A point id is the stable name for an authored interaction location. It appears in runtime handles, prompt data, save state, route identity, and Blueprint lookups. Use one id for one gameplay meaning. Do not reuse a removed id for a different point if existing saves or Blueprints may still reference it.

Point Kinds

  • Normal points describe a single independent affordance.
  • LinkedGroup points participate in shared group behavior through a linked group id.
  • Composite points gather child entries into a combined command surface.

Point Of Interest And Interaction Ranges

Point proximity settings control when an interactor can discover, focus, and activate a point. Use generous discovery ranges when prompts should show before the player reaches exact activation range. Use tighter interaction ranges when activation should require close positioning.

Point Bindings

Point bindings live on UInteractionRuntimeTargetComponent. They connect authored point ids to components or sockets on the target actor. A missing binding can leave a point with an unexpected transform, which usually appears as prompt projection drift, impossible focus, or prompts at the actor origin.

Runtime Refresh

When game code changes a target component’s definition or bindings at runtime, call RefreshRuntimeStateFromDefinition. This rebuilds runtime state from the current authored data and keeps registration, point state, and prompt surfaces aligned.

Focus Tuning Path

Point range authoring and runtime focus scoring work together. Point definitions describe where interaction is possible; UInteractionRuntimeInteractorComponent decides which registered handle becomes focused. Start with conservative proximity ranges, then tune project-level focus weights in UInteractionFrameworkRuntimeDeveloperSettings only after the point bindings and authored ranges are correct.

Verification

  • The point id exists in the definition and any PointBindings entry uses the same id.
  • The point has a distance origin either from authored location data or a bound scene component.
  • The active variant has at least one visible command row when requirements pass.
  • If focus switches too aggressively, review Focus And Spatial Queries before widening every point range.
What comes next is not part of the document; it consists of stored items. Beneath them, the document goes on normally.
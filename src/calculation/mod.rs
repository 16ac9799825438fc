//! Calculation logic for the attendance payroll engine.
//!
//! This module contains the pure calculation functions: daily status
//! classification, excess leave detection, salary deduction, working-days
//! resolution, timing resolution, and the aggregation that ties them into a
//! payroll result for one employee. None of them perform I/O.

mod attendance_metrics;
mod daily_status;
mod deductions;
mod excess_leave;
mod payroll;
mod timing;
mod working_days;

pub use attendance_metrics::{AttendanceMetrics, calculate_attendance_metrics};
pub use daily_status::{DEFAULT_LATE_THRESHOLD_MINUTES, DailyClassification, classify_attendance};
pub use deductions::{DeductionRates, SalaryBreakdown, calculate_deductions};
pub use excess_leave::{DEFAULT_ABSENCE_GRACE_DAYS, ExcessLeaveDetection, detect_excess_leave};
pub use payroll::{PayrollComputation, compute_payroll};
pub use timing::resolve_timing;
pub use working_days::{
    WorkingDays, WorkingDaysSource, dates_in_month, fallback_working_days, resolve_working_days,
};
Point Authoring Decision Tree

  • Use one normal point when the actor has one interaction location.
  • Use multiple normal points when the actor has independent physical locations, such as two handles.
  • Use linked groups when several points share group behavior but remain separate authored locations.
  • Use composite points when several authored entries should project as one combined surface.

Point Binding Diagnosis

If a prompt shows in the wrong location, verify the target actor component name, socket name, point id, and whether the binding uses the same id as the definition. If the prompt shows at the actor origin, the runtime likely could not resolve the intended binding or distance origin.

Range Diagnosis

If a prompt never shows, temporarily widen the point range and lower strict view requirements. If it then shows, tune the authored range back down. If it still does not show, the problem is registration, point id, binding, target enabled state, command visibility, or UI.